Ana Alacovska

Research leader

 

Project title

Operative fictions: How popular culture genres shape social life

What is your project about?

‘1968 science fiction is today’s reality’, as NASA recently proclaimed. Many technologies we now take for granted such as submarines or e-book readers were first dreamt up in science fiction movies and books. Despite abundant evidence, however, we know very little – analytically or systematically – about how popular culture genres affect real world action and behaviour. My project investigates empirically the ways in which, and the conditions under which, popular culture fictional genres shape social life and trajectories of action within organisational and professional settings. The project consists of three synergetic sub-projects: the first investigates the role of science fiction in robotic design and technological invention; the second examines the role of crime fiction in investigative work within the police; and the third focuses on the role of climate fiction (cli-fi) in radical environmental activism.

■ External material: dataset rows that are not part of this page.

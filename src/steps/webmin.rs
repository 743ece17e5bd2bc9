//! Webmin admin panel from its upstream apt repository.

use tracing::warn;

use crate::download::RemoteScript;
use crate::services::{enable_unit, EnableOutcome};

use super::packages::{apt, install};
use super::{StepContext, StepError, StepOutcome};

pub const WEBMIN_UNIT: &str = "webmin.service";

pub fn webmin(ctx: &mut StepContext<'_>) -> Result<StepOutcome, StepError> {
    let config = ctx.config;
    let remote = RemoteScript {
        url: &config.webmin_url,
        sha256: config.webmin_sha256.as_deref(),
    };
    remote.fetch_and_run(&mut *ctx.runner, config.retry)?;

    ctx.require(apt(["update"]))?;
    ctx.require(install(&["webmin"]))?;

    match enable_unit(&mut *ctx.runner, &config.unit_dirs, WEBMIN_UNIT) {
        EnableOutcome::Enabled => Ok(StepOutcome::done("webmin installed, listening on :10000")),
        EnableOutcome::NotFound => {
            warn!(unit = WEBMIN_UNIT, "unit not found, not enabling");
            Ok(StepOutcome::warn(format!("installed, {} not found", WEBMIN_UNIT)))
        }
        EnableOutcome::Failed { code } => {
            warn!(unit = WEBMIN_UNIT, code, "could not enable unit");
            Ok(StepOutcome::warn(format!(
                "installed, {} failed to enable (exit code {})",
                WEBMIN_UNIT, code
            )))
        }
    }
}
//! Host housekeeping: locate index, ssh service, network wizard placeholder.

use tracing::{info, warn};

use crate::process::Cmd;
use crate::services::{enable_unit, EnableOutcome};

use super::{StepContext, StepError, StepOutcome};

pub const SSH_UNIT: &str = "ssh.service";

/// Rebuild the locate database if `updatedb` is installed.
pub fn locate_index(ctx: &mut StepContext<'_>) -> Result<StepOutcome, StepError> {
    let Some(updatedb) = ctx.runner.locate("updatedb") else {
        warn!("updatedb not found, skipping locate index");
        return Ok(StepOutcome::skipped("updatedb not found"));
    };
    ctx.require_once(Cmd::new(updatedb.to_string_lossy()))?;
    Ok(StepOutcome::ok())
}

pub fn ssh_service(ctx: &mut StepContext<'_>) -> Result<StepOutcome, StepError> {
    match enable_unit(&mut *ctx.runner, &ctx.config.unit_dirs, SSH_UNIT) {
        EnableOutcome::Enabled => Ok(StepOutcome::done(SSH_UNIT)),
        EnableOutcome::NotFound => {
            warn!(unit = SSH_UNIT, "unit not found, not enabling");
            Ok(StepOutcome::skipped(format!("{} not found", SSH_UNIT)))
        }
        EnableOutcome::Failed { code } => Err(StepError::Command {
            command: format!("systemctl enable --now {}", SSH_UNIT),
            attempts: 1,
            code,
        }),
    }
}

/// Accepted flag with no behaviour behind it.
pub fn network_wizard(_ctx: &mut StepContext<'_>) -> Result<StepOutcome, StepError> {
    info!("--network-wizard is reserved and not implemented, nothing to do");
    Ok(StepOutcome::skipped("reserved, not implemented"))
}
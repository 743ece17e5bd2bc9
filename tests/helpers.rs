//! Shared test utilities for hostprep tests.

#![allow(dead_code)]

use std::fs;
use std::path::{Path, PathBuf};
use std::time::Duration;

use hostprep::config::Config;
use hostprep::retry::RetryPolicy;
use tempfile::TempDir;

/// A fake host root: config files and systemd unit directories under a temp dir.
pub struct TestEnv {
    /// Temporary directory (kept alive for lifetime of TestEnv)
    pub _temp_dir: TempDir,
    pub root: PathBuf,
    pub nsswitch: PathBuf,
    pub bashrc: PathBuf,
    pub smb_conf: PathBuf,
    pub unit_dir: PathBuf,
}

impl TestEnv {
    /// Create an environment with a stock nsswitch.conf and no other files.
    pub fn new() -> Self {
        let temp_dir = TempDir::new().expect("Failed to create temp dir");
        let root = temp_dir.path().to_path_buf();

        let nsswitch = root.join("etc/nsswitch.conf");
        let bashrc = root.join("root/.bashrc");
        let smb_conf = root.join("etc/samba/smb.conf");
        let unit_dir = root.join("lib/systemd/system");

        fs::create_dir_all(root.join("etc/samba")).expect("Failed to create etc");
        fs::create_dir_all(root.join("root")).expect("Failed to create root home");
        fs::create_dir_all(&unit_dir).expect("Failed to create unit dir");
        fs::write(
            &nsswitch,
            "passwd:         files\ngroup:          files\nhosts:          files dns\nnetworks:       files\n",
        )
        .expect("Failed to write nsswitch.conf");

        Self {
            _temp_dir: temp_dir,
            root,
            nsswitch,
            bashrc,
            smb_conf,
            unit_dir,
        }
    }

    /// Configuration pointing at this environment, with instant retries.
    pub fn config(&self) -> Config {
        Config {
            nsswitch: self.nsswitch.clone(),
            bashrc: self.bashrc.clone(),
            smb_conf: self.smb_conf.clone(),
            unit_dirs: vec![self.unit_dir.clone()],
            retry: RetryPolicy::new(3, Duration::ZERO),
            ..Config::default()
        }
    }

    /// Make `units` discoverable.
    pub fn with_units(self, units: &[&str]) -> Self {
        for unit in units {
            fs::write(self.unit_dir.join(unit), "[Unit]\n").expect("Failed to write unit");
        }
        self
    }

    pub fn read(&self, path: &Path) -> String {
        fs::read_to_string(path).expect("Failed to read file")
    }

    /// Backup files created next to `path`.
    pub fn backups_of(&self, path: &Path) -> Vec<PathBuf> {
        let prefix = format!(
            "{}.bak.",
            path.file_name().unwrap().to_string_lossy()
        );
        let mut found: Vec<PathBuf> = fs::read_dir(path.parent().unwrap())
            .unwrap()
            .filter_map(Result::ok)
            .map(|e| e.path())
            .filter(|p| p.file_name().unwrap().to_string_lossy().starts_with(&prefix))
            .collect();
        found.sort();
        found
    }
}

/// `-o <dest>` target of a curl command line.
pub fn curl_dest(args: &[String]) -> PathBuf {
    let at = args.iter().position(|a| a == "-o").expect("curl without -o");
    PathBuf::from(&args[at + 1])
}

How did you become interested in your particular field of research?

I became aware of the power of genres to actively shape social life during my doctoral and post-doctoral studies. While studying professional cultural production, I became increasingly dissatisfied with common sociological explanations that social inequalities and economic outcomes in cultural production could be attributed merely to ‘real’, readily measurable structural forces such as social status, socialization or network position-taking. I observed that the genres in which cultural producers work exercise an equally strong and material influence over ‘real’ professional and organisational worlds. Ever since making this ‘observation’ I have been trying to understand how genres affect professional imagination, occupational self-identities and workplace/labour dynamics.

What are the scientific challenges and perspectives in your project?

The project rests on the assumption that there is a co-constitutive relationship or two-way flow between real actual worlds and fictional imagined worlds. While extensive research has been undertaken on how real-world developments – in engineering and technology for example – affect the creation of science fiction movies, we know relatively little about the distributive flow between fictional and real worlds or how fictions leap into reality. And here lies the biggest sociological challenge: how to treat popular culture ficitonal genres as an independent variable, possessing operative force and being capable, in its own right of motivating and structuring social action (rather than, as is typically assumed, being an object that is dependent on and shaped by collective agreements or social interaction). How can we study sociologically the organisational and labour effects of fictional genres?

What is your estimate of the impact, which your project may have to society in the long term?

It is often said that we live in an era plagued by a ‘crisis of imagination’ as to how to solve daunting and impending ecological, security and technological disasters. Imagination seems to have reached an impasse. With this project we hope that, by expanding our empirical and theoretical knowledge about the ways in which popular culture genres such as science fiction, crime fiction and climate fiction shape technological imagination, forensic imagination and eco-political imagination, we will be able to outline a set of sustainable, generative and inclusive guidelines for the cultivation of imaginative action and envisioning of alternative future worlds through cultural production.

Which impact do you expect the Sapere Aude programme will have on your career as a researcher?

By providing the opportunity to lead a first-rate research project, the Sapere Aude programme will help me consolidate my research agenda and gather a group of excellent post-doc researchers to work further with and extend my research ideas. The Sapere Aude grant will boost the international standing and visibility of our research group, which aspires to become the go-to site for cultural analysis of work and organisations in Denmark and Europe.

Background and personal life

Work and life are closely intertwined. I am a single mum of a nine-year old child and we spend a lot of our time visiting exhibitions, theatres, cinemas and libraries. In that sense I ‘walk the talk’, believing as I do that theatre performances, arts exhibitions, ‘good’ movies and books help cultivate the imagination of better, more inclusive and more equitable worlds, in turn inspiring actions to achieve these worlds - no matter how infinitesimal any individual contribution might be.